National Weather Service United States Department of Commerce

Automated Surface Observing Systems (ASOS)


When you hear the report of the high temperature of the day from your local TV weathercaster, that information likely came from an Automated Surface Observing Systems (ASOS) machine located at a nearby airport. ASOS is installed at more than 900 airports across the country, where they make surface weather observations.


Federally funded, ASOS is a joint program of the National Weather Service, the Federal Aviation Administration, and the Department of Defense. The ASOS systems serve as the nation's primary surface weather observing network.

Haines Alaska ASOS, Photograph by Tom Burgdorf

The many sensors that comprise ASOS detect different weather elements and can update the official weather observation up to 12 times each hour. ASOS works non-stop, 24 hours a day, every day of the year.

ASOS's constant stream of data benefits the forecast and research communities and promotes more accurate forecasts of all kinds. ASOS sensors also perform well at night, a difficult time for human observers to make accurate observations.

Getting more information on the atmosphere, more frequently and from more locations is the key to improving forecasts and warnings. Thus, ASOS information helps the NWS increase the accuracy and timeliness of its forecasts and warnings--the overriding goal of the National Weather Service.

The primary concern of the aviation community is safety, and weather conditions often threaten that safety. A basic strength of ASOS is that critical aviation weather parameters are measured where they are needed most: airport runway touchdown zones.

ASOS detects significant changes, transmitting hourly and special observations via the various networks. Additionally, ASOS routinely and automatically provides computer-generated voice observations directly to aircraft in the vicinity of airports, using FAA ground-to-air radio.
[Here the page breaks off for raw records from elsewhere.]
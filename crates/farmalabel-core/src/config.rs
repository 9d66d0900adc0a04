use thiserror::Error;

use crate::app_config::AppConfig;

/// Errors raised while assembling [`AppConfig`] from the environment.
#[derive(Debug, Error)]
pub enum ConfigError {
    #[error("invalid value for env var {var}: {reason}")]
    InvalidEnvVar { var: String, reason: String },
}

/// Load application configuration from environment variables.
///
/// Calls `dotenvy::dotenv().ok()` to load `.env` files before reading env
/// vars. Every variable has a default; only malformed numeric values fail.
///
/// # Errors
///
/// Returns `ConfigError` if a numeric env var cannot be parsed.
pub fn load_app_config() -> Result<AppConfig, ConfigError> {
    dotenvy::dotenv().ok();
    load_app_config_from_env()
}

/// Load application configuration from environment variables already in the
/// process, without touching `.env` files — useful when the caller manages
/// env setup.
///
/// # Errors
///
/// Returns `ConfigError` if a numeric env var cannot be parsed.
pub fn load_app_config_from_env() -> Result<AppConfig, ConfigError> {
    build_app_config(|key| std::env::var(key))
}

/// Build application configuration using the provided env-var lookup
/// function.
///
/// This is the parsing/validation core, decoupled from the real environment
/// so tests can drive it with a plain `HashMap` lookup — no
/// `set_var`/`remove_var` needed.
fn build_app_config<F>(lookup: F) -> Result<AppConfig, ConfigError>
where
    F: Fn(&str) -> Result<String, std::env::VarError>,
{
    let or_default = |var: &str, default: &str| -> String {
        lookup(var).unwrap_or_else(|_| default.to_string())
    };

    let parse_u64 = |var: &str, default: &str| -> Result<u64, ConfigError> {
        let raw = or_default(var, default);
        raw.parse::<u64>().map_err(|e| ConfigError::InvalidEnvVar {
            var: var.to_string(),
            reason: e.to_string(),
        })
    };

    let parse_u32 = |var: &str, default: &str| -> Result<u32, ConfigError> {
        let raw = or_default(var, default);
        raw.parse::<u32>().map_err(|e| ConfigError::InvalidEnvVar {
            var: var.to_string(),
            reason: e.to_string(),
        })
    };

    let api_base_url = or_default("FARMALABEL_API_BASE_URL", "http://localhost:3000");
    let api_token = lookup("FARMALABEL_API_TOKEN").ok();
    let request_timeout_secs = parse_u64("FARMALABEL_REQUEST_TIMEOUT_SECS", "30")?;
    let user_agent = or_default("FARMALABEL_USER_AGENT", "farmalabel/0.1 (label-printing)");
    let log_level = or_default("FARMALABEL_LOG_LEVEL", "info");
    let export_scale = parse_u32("FARMALABEL_EXPORT_SCALE", "2")?;

    Ok(AppConfig {
        api_base_url,
        api_token,
        request_timeout_secs,
        user_agent,
        log_level,
        export_scale,
    })
}

#[cfg(test)]
mod tests {
    use std::collections::HashMap;
    use std::env::VarError;

    use super::*;

    fn lookup_from_map<'a>(
        map: &'a HashMap<&'a str, &'a str>,
    ) -> impl Fn(&str) -> Result<String, VarError> + 'a {
        move |key| {
            map.get(key)
                .map(|v| (*v).to_string())
                .ok_or(VarError::NotPresent)
        }
    }

    #[test]
    fn empty_env_yields_full_defaults() {
        let map: HashMap<&str, &str> = HashMap::new();
        let config = build_app_config(lookup_from_map(&map)).expect("defaults should parse");
        assert_eq!(config.api_base_url, "http://localhost:3000");
        assert!(config.api_token.is_none());
        assert_eq!(config.request_timeout_secs, 30);
        assert_eq!(config.log_level, "info");
        assert_eq!(config.export_scale, 2);
    }

    #[test]
    fn explicit_values_override_defaults() {
        let mut map: HashMap<&str, &str> = HashMap::new();
        map.insert("FARMALABEL_API_BASE_URL", "https://pos.example.cl");
        map.insert("FARMALABEL_API_TOKEN", "MI_TOKEN_DEMO_123");
        map.insert("FARMALABEL_EXPORT_SCALE", "3");
        let config = build_app_config(lookup_from_map(&map)).expect("config should parse");
        assert_eq!(config.api_base_url, "https://pos.example.cl");
        assert_eq!(config.api_token.as_deref(), Some("MI_TOKEN_DEMO_123"));
        assert_eq!(config.export_scale, 3);
    }

    #[test]
    fn malformed_timeout_is_an_error() {
        let mut map: HashMap<&str, &str> = HashMap::new();
        map.insert("FARMALABEL_REQUEST_TIMEOUT_SECS", "soon");
        let result = build_app_config(lookup_from_map(&map));
        assert!(
            matches!(result, Err(ConfigError::InvalidEnvVar { ref var, .. }) if var == "FARMALABEL_REQUEST_TIMEOUT_SECS"),
            "expected InvalidEnvVar, got: {result:?}"
        );
    }

    #[test]
    fn debug_redacts_the_token() {
        let mut map: HashMap<&str, &str> = HashMap::new();
        map.insert("FARMALABEL_API_TOKEN", "MI_TOKEN_DEMO_123");
        let config = build_app_config(lookup_from_map(&map)).expect("config should parse");
        let rendered = format!("{config:?}");
        assert!(!rendered.contains("MI_TOKEN_DEMO_123"));
        assert!(rendered.contains("[redacted]"));
    }
}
ASOS Reports the following basic weather elements:
  • Sky conditions such as cloud height and cloud amount up to 25,000 feet (7,600 meters),
  • Surface visibility up to at least 10 statute miles (16 km),
  • Basic present weather information such as the type and intensity for rain, snow, and freezing rain,
  • Obstructions to vision like fog, haze, and/or dust,
  • Sea-level pressure and altimeter settings,
  • Air and dew point temperatures,
  • Wind direction, speed and character (gusts, squalls),
  • Precipitation accumulation, and
  • Selected significant remarks including- variable cloud height, variable visibility, precipitation beginning/ending times, rapid pressure changes, pressure change tendency, wind shift, peak wind.
A typical ASOS unit.

However, like all technology, there are limitations as to what the equipment can do. The main limitation is its ability to see around the horizon. Its eyes only see directly overhead.

Should there be a storm front moving in with darkening conditions, ASOS will not detect it until the storm begins to move over the sensors. Likewise, ASOS cannot see patchy fog that is not located directly at the station location. Therefore, weather around the airport that has not encountered the sensors will not be measured.

Additionally, the system is not designed to report clouds above 25,000 feet (7,600 meters), virga, tornadoes, funnel clouds, ice crystals, snow pellets, ice pellets, drizzle, freezing drizzle, blowing obstructions such as snow, dust, or sand, snow fall and snow depth. Many of these elements will be provided by other sources. New sensors are being added to measure some of these weather elements.

As a result, many of the ASOS stations, with staffed air traffic control towers, are monitored and human observers can edit or augment the automated observations.